ASSIGNMENT: Print every record exactly, with nothing added or left out.

(Stored data)

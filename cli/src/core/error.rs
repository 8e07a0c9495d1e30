//! # Hey Error Types
//!
//! File: cli/src/core/error.rs
//! Author: Christi Mahu
//!
//! ## Overview
//!
//! This module defines the error types used throughout `hey`. Two kinds of
//! failure never reach this module: an unknown command and an ambiguous
//! shortcut. Those are reported on the console and the process carries on
//! (see `core::resolve`). Everything here is fatal once it reaches `main`.
//!
//! ## Architecture
//!
//! - `HeyError`: A custom error enum using `thiserror` for the specific failures
//!   callers may want to match on.
//! - `Result<T>`: A type alias for `anyhow::Result<T>` so command code can add
//!   context freely with `.context(...)`.
//!
//! ## Examples
//!
//! ```rust
//! // Fail a command whose required config value is missing
//! let host = cfg.backup.host.as_deref()
//!     .ok_or_else(|| HeyError::Config("backup.host is not set in hey.yml".into()))?;
//!
//! // Detect a failed subprocess
//! if let Some(HeyError::ExternalCommand { status, .. }) = err.downcast_ref::<HeyError>() {
//!     eprintln!("exited with {}", status);
//! }
//! ```
//!
use std::path::PathBuf;
use thiserror::Error;

/// Custom error type for the hey application.
#[derive(Error, Debug)]
pub enum HeyError {
    #[error("Configuration error: {0}")]
    Config(String),

    #[error("Failed to parse config file '{path}': {source}")]
    ConfigParse {
        path: PathBuf,
        #[source]
        source: serde_yaml::Error,
    },

    #[error("Command '{name}' is registered more than once.")]
    DuplicateCommand { name: String },

    #[error("There was a problem running `{cmd}` (status {status}):\n{output}")]
    ExternalCommand {
        cmd: String,
        status: String,
        output: String,
    },

    #[error("No version tags found for image '{image}'. Push a first tag (e.g. v0.0.1) manually.")]
    NoTags { image: String },

    #[error("Timed out after {seconds}s waiting for {what}.")]
    Timeout { what: String, seconds: u64 },
}

/// Type alias for Result using anyhow::Error for broad compatibility.
pub type Result<T> = anyhow::Result<T>;

// --- Unit Tests ---
#[cfg(test)]
mod tests {
    use super::*;

    #[test]
    fn test_error_display() {
        let config_err = HeyError::Config("backup.host is not set".to_string());
        assert_eq!(
            config_err.to_string(),
            "Configuration error: backup.host is not set"
        );

        let dup = HeyError::DuplicateCommand {
            name: "bash".into(),
        };
        assert_eq!(dup.to_string(), "Command 'bash' is registered more than once.");

        let ext = HeyError::ExternalCommand {
            cmd: "docker-compose stop".into(),
            status: "1".into(),
            output: "no such service".into(),
        };
        assert_eq!(
            ext.to_string(),
            "There was a problem running `docker-compose stop` (status 1):\nno such service"
        );
    }

    #[test]
    fn test_no_tags_mentions_image() {
        let err = HeyError::NoTags {
            image: "gcr.io/acme/www".into(),
        };
        assert!(err.to_string().contains("gcr.io/acme/www"));
    }
}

YOUR RESPONSE:
filename cli/src/core/error.rs
repository 8e07a0c9495d1e30
//! # Hey Error Types
//!
//! File: cli/src/core/error.rs
//! Author: Christi Mahu
//!
//! ## Overview
//!
//! This module defines the error types used throughout `hey`. Two kinds of
//! failure never reach this module: an unknown command and an ambiguous
//! shortcut. Those are reported on the console and the process carries on
//! (see `core::resolve`). Everything here is fatal once it reaches `main`.
//!
//! ## Architecture
//!
//! - `HeyError`: A custom error enum using `thiserror` for the specific failures
//!   callers may want to match on.
//! - `Result<T>`: A type alias for `anyhow::Result<T>` so command code can add
//!   context freely with `.context(...)`.
//!
//! ## Examples
//!
//! ```rust
//! // Fail a command whose required config value is missing
//! let host = cfg.backup.host.as_deref()
//!     .ok_or_else(|| HeyError::Config("backup.host is not set in hey.yml".into()))?;
//!
//! // Detect a failed subprocess
//! if let Some(HeyError::ExternalCommand { status, .. }) = err.downcast_ref::<HeyError>() {
//!     eprintln!("exited with {}", status);
//! }
//! ```
//!
use std::path::PathBuf;
use thiserror::Error;

/// Custom error type for the hey application.
#[derive(Error, Debug)]
pub enum HeyError {
    #[error("Configuration error: {0}")]
    Config(String),

    #[error("Failed to parse config file '{path}': {source}")]
    ConfigParse {
        path: PathBuf,
        #[source]
        source: serde_yaml::Error,
    },

    #[error("Command '{name}' is registered more than once.")]
    DuplicateCommand { name: String },

    #[error("There was a problem running `{cmd}` (status {status}):\n{output}")]
    ExternalCommand {
        cmd: String,
        status: String,
        output: String,
    },

    #[error("No version tags found for image '{image}'. Push a first tag (e.g. v0.0.1) manually.")]
    NoTags { image: String },

    #[error("Timed out after {seconds}s waiting for {what}.")]
    Timeout { what: String, seconds: u64 },
}

/// Type alias for Result using anyhow::Error for broad compatibility.
pub type Result<T> = anyhow::Result<T>;

// --- Unit Tests ---
#[cfg(test)]
mod tests {
    use super::*;

    #[test]
    fn test_error_display() {
        let config_err = HeyError::Config("backup.host is not set".to_string());
        assert_eq!(
            config_err.to_string(),
            "Configuration error: backup.host is not set"
        );

        let dup = HeyError::DuplicateCommand {
            name: "bash".into(),
        };
        assert_eq!(dup.to_string(), "Command 'bash' is registered more than once.");

        let ext = HeyError::ExternalCommand {
            cmd: "docker-compose stop".into(),
            status: "1".into(),
            output: "no such service".into(),
        };
        assert_eq!(
            ext.to_string(),
            "There was a problem running `docker-compose stop` (status 1):\nno such service"
        );
    }

    #[test]
    fn test_no_tags_mentions_image() {
        let err = HeyError::NoTags {
            image: "gcr.io/acme/www".into(),
        };
        assert!(err.to_string().contains("gcr.io/acme/www"));
    }
}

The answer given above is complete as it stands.